Work to be completed
Would you copy every line of the listing below that includes the word "available"?

::::

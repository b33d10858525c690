use chrono::{DateTime, NaiveDate, NaiveDateTime, Utc};
use serde::{Deserialize, Serialize};
use strum::{Display, EnumString};
use utoipa::ToSchema;

use crate::error::{AppError, AppResult};

#[derive(
    Debug, Copy, Clone, Eq, PartialEq, Serialize, Deserialize, Display, EnumString, sqlx::Type,
    ToSchema,
)]
pub enum LeaveType {
    Sick,
    Casual,
    Vacation,
    Personal,
    Other,
}

#[derive(
    Debug, Copy, Clone, Eq, PartialEq, Serialize, Deserialize, Display, EnumString, sqlx::Type,
    ToSchema,
)]
pub enum LeaveStatus {
    Pending,
    Approved,
    Rejected,
}

/// A leave request transitions exactly once, Pending -> Approved|Rejected.
/// `is_paid_leave` is fixed at creation; approval is the only transition with
/// side effects (balance deduction + Time Ledger write-through).
#[derive(Debug, Clone, Serialize, Deserialize, sqlx::FromRow, ToSchema)]
pub struct LeaveRequest {
    pub id: u64,
    pub employee_id: u64,
    #[schema(example = "2026-09-01", format = "date", value_type = String)]
    pub start_date: NaiveDate,
    #[schema(example = "2026-09-03", format = "date", value_type = String)]
    pub end_date: NaiveDate,
    pub leave_type: LeaveType,
    pub is_paid_leave: bool,
    pub reason: String,
    pub status: LeaveStatus,
    pub admin_response: Option<String>,
    pub responded_by: Option<u64>,
    #[schema(format = "date-time", value_type = Option<String>)]
    pub responded_at: Option<NaiveDateTime>,
    #[schema(format = "date-time", value_type = Option<String>)]
    pub created_at: Option<DateTime<Utc>>,
}

impl LeaveRequest {
    pub fn day_count(&self) -> i64 {
        inclusive_day_count(self.start_date, self.end_date)
    }

    pub fn covered_days(&self) -> Vec<NaiveDate> {
        covered_days(self.start_date, self.end_date)
    }
}

/// Days of notice required before the leave starts.
pub fn notice_days_required(leave_type: LeaveType) -> i64 {
    match leave_type {
        LeaveType::Vacation | LeaveType::Personal => 10,
        _ => 1,
    }
}

/// Number of calendar days in the inclusive range.
pub fn inclusive_day_count(start: NaiveDate, end: NaiveDate) -> i64 {
    (end - start).num_days() + 1
}

/// Every calendar day in [start, end] inclusive.
pub fn covered_days(start: NaiveDate, end: NaiveDate) -> Vec<NaiveDate> {
    start.iter_days().take_while(|d| *d <= end).collect()
}

pub fn validate_range(start: NaiveDate, end: NaiveDate) -> AppResult<()> {
    if start > end {
        return Err(AppError::Validation(
            "Start date must be before or equal to end date.".into(),
        ));
    }
    Ok(())
}

/// Notice-period rule, boundary inclusive: a Vacation request starting
/// exactly 10 days from today is accepted.
pub fn validate_notice(leave_type: LeaveType, start: NaiveDate, today: NaiveDate) -> AppResult<()> {
    let days_until_start = (start - today).num_days();
    let required = notice_days_required(leave_type);
    if days_until_start < required {
        let message = match leave_type {
            LeaveType::Vacation | LeaveType::Personal => {
                "Vacation and Personal leave requests must be submitted at least 10 days in advance."
            }
            _ => "Leave requests must be submitted at least 1 day in advance.",
        };
        return Err(AppError::PolicyViolation(message.into()));
    }
    Ok(())
}

/// Balance rule for a request drawing on paid leave: the whole inclusive
/// range must fit, otherwise the request is refused with the shortfall
/// spelled out and nothing is created.
pub fn validate_paid_leave_balance(available: i64, requested_days: i64) -> AppResult<()> {
    if available < requested_days {
        return Err(AppError::PolicyViolation(format!(
            "You only have {available} paid leave(s) available. Requested days: {requested_days}"
        )));
    }
    Ok(())
}

#[cfg(test)]
mod tests {
    use super::*;

    fn d(y: i32, m: u32, day: u32) -> NaiveDate {
        NaiveDate::from_ymd_opt(y, m, day).unwrap()
    }

    #[test]
    fn vacation_five_days_out_is_too_short_notice() {
        let today = d(2026, 8, 1);
        let err = validate_notice(LeaveType::Vacation, d(2026, 8, 6), today).unwrap_err();
        assert!(matches!(err, AppError::PolicyViolation(_)));
        assert!(err.to_string().contains("10 days"));
    }

    #[test]
    fn vacation_ten_days_out_is_accepted() {
        let today = d(2026, 8, 1);
        assert!(validate_notice(LeaveType::Vacation, d(2026, 8, 11), today).is_ok());
    }

    #[test]
    fn sick_leave_needs_one_day_notice() {
        let today = d(2026, 8, 1);
        assert!(validate_notice(LeaveType::Sick, d(2026, 8, 1), today).is_err());
        assert!(validate_notice(LeaveType::Sick, d(2026, 8, 2), today).is_ok());
    }

    #[test]
    fn personal_follows_the_vacation_rule() {
        let today = d(2026, 8, 1);
        assert!(validate_notice(LeaveType::Personal, d(2026, 8, 10), today).is_err());
        assert!(validate_notice(LeaveType::Personal, d(2026, 8, 11), today).is_ok());
    }

    #[test]
    fn inverted_range_is_invalid() {
        assert!(validate_range(d(2026, 8, 5), d(2026, 8, 4)).is_err());
        assert!(validate_range(d(2026, 8, 5), d(2026, 8, 5)).is_ok());
    }

    #[test]
    fn day_count_is_inclusive() {
        assert_eq!(inclusive_day_count(d(2026, 8, 5), d(2026, 8, 5)), 1);
        assert_eq!(inclusive_day_count(d(2026, 8, 5), d(2026, 8, 7)), 3);
    }

    #[test]
    fn paid_leave_shortfall_is_refused_with_the_numbers() {
        let err = validate_paid_leave_balance(2, 3).unwrap_err();
        assert!(matches!(err, AppError::PolicyViolation(_)));
        assert_eq!(
            err.to_string(),
            "You only have 2 paid leave(s) available. Requested days: 3"
        );
        assert!(validate_paid_leave_balance(3, 3).is_ok());
        assert!(validate_paid_leave_balance(0, 0).is_ok());
    }

    #[test]
    fn covered_days_expand_the_inclusive_range() {
        let days = covered_days(d(2026, 8, 30), d(2026, 9, 2));
        assert_eq!(
            days,
            vec![d(2026, 8, 30), d(2026, 8, 31), d(2026, 9, 1), d(2026, 9, 2)]
        );
    }
}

::::

Written response
pub fn validate_paid_leave_balance(available: i64, requested_days: i64) -> AppResult<()> {
    if available < requested_days {
            "You only have {available} paid leave(s) available. Requested days: {requested_days}"
            "You only have 2 paid leave(s) available. Requested days: 3"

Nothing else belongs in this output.